Brief —
A line below contains "use scanwerk_core::human_errors::humanize_error;", and a later one contains "use scanwerk_scan::passthrough::RAW_PORT;". Repeat both, with every line between them, exactly.

The records —

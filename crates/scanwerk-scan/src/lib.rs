// SPDX-License-Identifier: PMPL-1.0-or-later
// Copyright (c) 2026 Jonathan D.A. Jewell (hyperpolymath) <jonathan.jewell@open.ac.uk>
//
// Scanwerk Scan: WSD and eSCL scan clients, streaming multipart image
// extraction, device probing and raw print pass-through. Everything talks to
// devices through the blocking `Transport` seam in `transport`.

pub mod buffer;
pub mod client;
pub mod discovery;
pub mod escl;
pub mod http;
pub mod multipart;
pub mod passthrough;
pub mod probe;
pub mod retry;
pub mod soap;
pub mod tags;
pub mod transport;
pub mod wsd;

pub use buffer::ImageBuffer;
pub use client::ScanClient;
pub use discovery::{ListingMode, listing_json};
pub use passthrough::PassthroughReply;
pub use probe::DeviceProbe;
pub use transport::{TcpTransport, Transport};
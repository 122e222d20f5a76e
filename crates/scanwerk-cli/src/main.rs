// SPDX-License-Identifier: PMPL-1.0-or-later
// Copyright (c) 2026 Jonathan D.A. Jewell (hyperpolymath) <jonathan.jewell@open.ac.uk>
//
// Scanwerk command line.
//
// Entry point. Initialises logging, loads the client config, and runs one
// subcommand: scan, probe, print or list.

use std::fs;
use std::io::Read;
use std::path::{Path, PathBuf};

use anyhow::{Context, Result, bail};
use clap::{Args, Parser, Subcommand, ValueEnum};
use tracing::{debug, info};
use tracing_subscriber::EnvFilter;

use scanwerk_core::human_errors::humanize_error;
use scanwerk_core::{
    ClientConfig, DeviceAddress, DiscoveredService, ScanFormat, ScanProtocol, ScanRequest,
    ScanSource, ScanwerkError,
};
use scanwerk_scan::passthrough::RAW_PORT;
use scanwerk_scan::retry::{RetryConfig, with_retries};
use scanwerk_scan::{ListingMode, ScanClient, listing_json};

/// Acquire images from network scanners over WSD or eSCL
#[derive(Parser, Debug)]
#[command(name = "scanwerk")]
#[command(author, version, about, long_about = None)]
#[command(propagate_version = true)]
struct Cli {
    /// JSON client config; defaults apply to missing keys
    #[arg(short, long, global = true, env = "SCANWERK_CONFIG")]
    config: Option<PathBuf>,

    /// Verbosity level (-v, -vv); RUST_LOG overrides
    #[arg(short, long, global = true, action = clap::ArgAction::Count)]
    verbose: u8,

    #[command(subcommand)]
    command: Command,
}

#[derive(Subcommand, Debug)]
enum Command {
    /// Scan one page and write it to a file
    Scan(ScanArgs),
    /// Detect which scan protocol a device speaks
    Probe(DeviceArgs),
    /// Send raw bytes to a print port and show the reply
    Print(PrintArgs),
    /// Filter resolved mDNS services into a printer or scanner listing
    List(ListArgs),
}

#[derive(Args, Debug)]
struct DeviceArgs {
    /// Device host name or IP address
    host: String,

    /// Device HTTP port
    #[arg(short, long, default_value_t = 80)]
    port: u16,
}

#[derive(Args, Debug)]
struct ScanArgs {
    #[command(flatten)]
    device: DeviceArgs,

    #[arg(long, value_enum, default_value = "escl")]
    protocol: ProtocolArg,

    #[arg(long, value_enum, default_value = "platen")]
    source: SourceArg,

    #[arg(long, value_enum, default_value = "jpeg")]
    format: FormatArg,

    /// Scan width (eSCL: hundredths of an inch)
    #[arg(long, default_value_t = 850)]
    width: u32,

    /// Scan height (eSCL: hundredths of an inch)
    #[arg(long, default_value_t = 1100)]
    height: u32,

    /// Output file; defaults to scan.<ext> in the current directory
    #[arg(short, long)]
    output: Option<PathBuf>,

    /// Retry transient failures this many times
    #[arg(long, default_value_t = 0)]
    retries: u32,
}

#[derive(Args, Debug)]
struct PrintArgs {
    /// Device host name or IP address
    host: String,

    #[arg(short, long, default_value_t = RAW_PORT)]
    port: u16,

    /// Send the contents of this file
    #[arg(short, long, conflicts_with = "text", required_unless_present = "text")]
    file: Option<PathBuf>,

    /// Send this text
    #[arg(short, long)]
    text: Option<String>,
}

#[derive(Args, Debug)]
struct ListArgs {
    #[arg(value_enum)]
    mode: ModeArg,

    /// JSON array of resolved services, or `-` for stdin
    #[arg(short, long, default_value = "-")]
    services: PathBuf,
}

#[derive(Debug, Clone, Copy, ValueEnum)]
enum ProtocolArg {
    Wsd,
    Escl,
}

#[derive(Debug, Clone, Copy, ValueEnum)]
enum SourceArg {
    Platen,
    Feeder,
}

#[derive(Debug, Clone, Copy, ValueEnum)]
enum FormatArg {
    Jpeg,
    Pdf,
}

#[derive(Debug, Clone, Copy, ValueEnum)]
enum ModeArg {
    Printers,
    Scanners,
}

impl From<ProtocolArg> for ScanProtocol {
    fn from(arg: ProtocolArg) -> Self {
        match arg {
            ProtocolArg::Wsd => Self::Wsd,
            ProtocolArg::Escl => Self::Escl,
        }
    }
}

impl From<SourceArg> for ScanSource {
    fn from(arg: SourceArg) -> Self {
        match arg {
            SourceArg::Platen => Self::Platen,
            SourceArg::Feeder => Self::Feeder,
        }
    }
}

impl From<FormatArg> for ScanFormat {
    fn from(arg: FormatArg) -> Self {
        match arg {
            FormatArg::Jpeg => Self::Jpeg,
            FormatArg::Pdf => Self::Pdf,
        }
    }
}

impl From<ModeArg> for ListingMode {
    fn from(arg: ModeArg) -> Self {
        match arg {
            ModeArg::Printers => Self::Printers,
            ModeArg::Scanners => Self::Scanners,
        }
    }
}

fn main() -> Result<()> {
    let cli = Cli::parse();

    let level = match cli.verbose {
        0 => "info",
        1 => "debug",
        _ => "trace",
    };
    tracing_subscriber::fmt()
        .with_env_filter(EnvFilter::try_from_default_env().unwrap_or_else(|_| EnvFilter::new(level)))
        .with_writer(std::io::stderr)
        .with_target(false)
        .init();

    let config = load_config(cli.config.as_deref())?;

    match cli.command {
        Command::Scan(args) => run_scan(config, args),
        Command::Probe(args) => run_probe(config, args),
        Command::Print(args) => run_print(config, args),
        Command::List(args) => run_list(args),
    }
}

fn load_config(path: Option<&Path>) -> Result<ClientConfig> {
    match path {
        Some(path) => ClientConfig::load(path)
            .with_context(|| format!("cannot load config from {}", path.display())),
        None => Ok(ClientConfig::default()),
    }
}

/// Attach the plain-English explanation to a client error.
fn explain(err: ScanwerkError) -> anyhow::Error {
    let human = humanize_error(&err);
    anyhow::Error::new(err).context(format!("{} {}", human.message, human.suggestion))
}

fn run_scan(config: ClientConfig, args: ScanArgs) -> Result<()> {
    let request = ScanRequest::new(
        args.height,
        args.width,
        args.source.into(),
        args.format.into(),
        args.protocol.into(),
    )
    .map_err(explain)?;
    let device = DeviceAddress::new(args.device.host, args.device.port);
    let mut client = ScanClient::new(config).map_err(explain)?;

    let retry = RetryConfig {
        max_retries: args.retries,
        ..RetryConfig::default()
    };
    let image = with_retries(&retry, |attempt| {
        if attempt > 0 {
            info!(attempt, "retrying scan");
        }
        client.scan(&device, &request).map(|_| ())?;
        client.take_image().ok_or_else(|| {
            ScanwerkError::IncompleteTransfer {
                expected: None,
                received: 0,
            }
        })
    })
    .map_err(explain)?;

    let output = args
        .output
        .unwrap_or_else(|| PathBuf::from(format!("scan.{}", request.format().extension())));
    fs::write(&output, image.as_slice())
        .with_context(|| format!("cannot write {}", output.display()))?;

    println!(
        "{} bytes written to {} (sha256 {})",
        image.len(),
        output.display(),
        image.sha256_hex()
    );
    Ok(())
}

fn run_probe(config: ClientConfig, args: DeviceArgs) -> Result<()> {
    let device = DeviceAddress::new(args.host, args.port);
    let client = ScanClient::new(config).map_err(explain)?;
    let result = client.probe(&device);
    println!("{}", serde_json::to_string_pretty(&result)?);
    Ok(())
}

fn run_print(config: ClientConfig, args: PrintArgs) -> Result<()> {
    let payload = match (&args.file, args.text) {
        (Some(path), _) => fs::read(path).with_context(|| format!("cannot read {}", path.display()))?,
        (None, Some(text)) => text.into_bytes(),
        (None, None) => bail!("either --file or --text is required"),
    };
    let device = DeviceAddress::new(args.host, args.port);
    let client = ScanClient::new(config).map_err(explain)?;

    debug!(bytes = payload.len(), %device, "sending raw payload");
    let reply = client.print(&device, &payload).map_err(explain)?;
    println!("{reply}");
    Ok(())
}

fn run_list(args: ListArgs) -> Result<()> {
    let raw = if args.services == Path::new("-") {
        let mut raw = String::new();
        std::io::stdin()
            .read_to_string(&mut raw)
            .context("cannot read services from stdin")?;
        raw
    } else {
        fs::read_to_string(&args.services)
            .with_context(|| format!("cannot read {}", args.services.display()))?
    };
    let services: Vec<DiscoveredService> =
        serde_json::from_str(&raw).context("services must be a JSON array of resolved records")?;
    println!("{}", listing_json(&services, args.mode.into()));
    Ok(())
}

Output of the task —
use scanwerk_core::human_errors::humanize_error;
use scanwerk_core::{
    ClientConfig, DeviceAddress, DiscoveredService, ScanFormat, ScanProtocol, ScanRequest,
    ScanSource, ScanwerkError,
};
use scanwerk_scan::passthrough::RAW_PORT;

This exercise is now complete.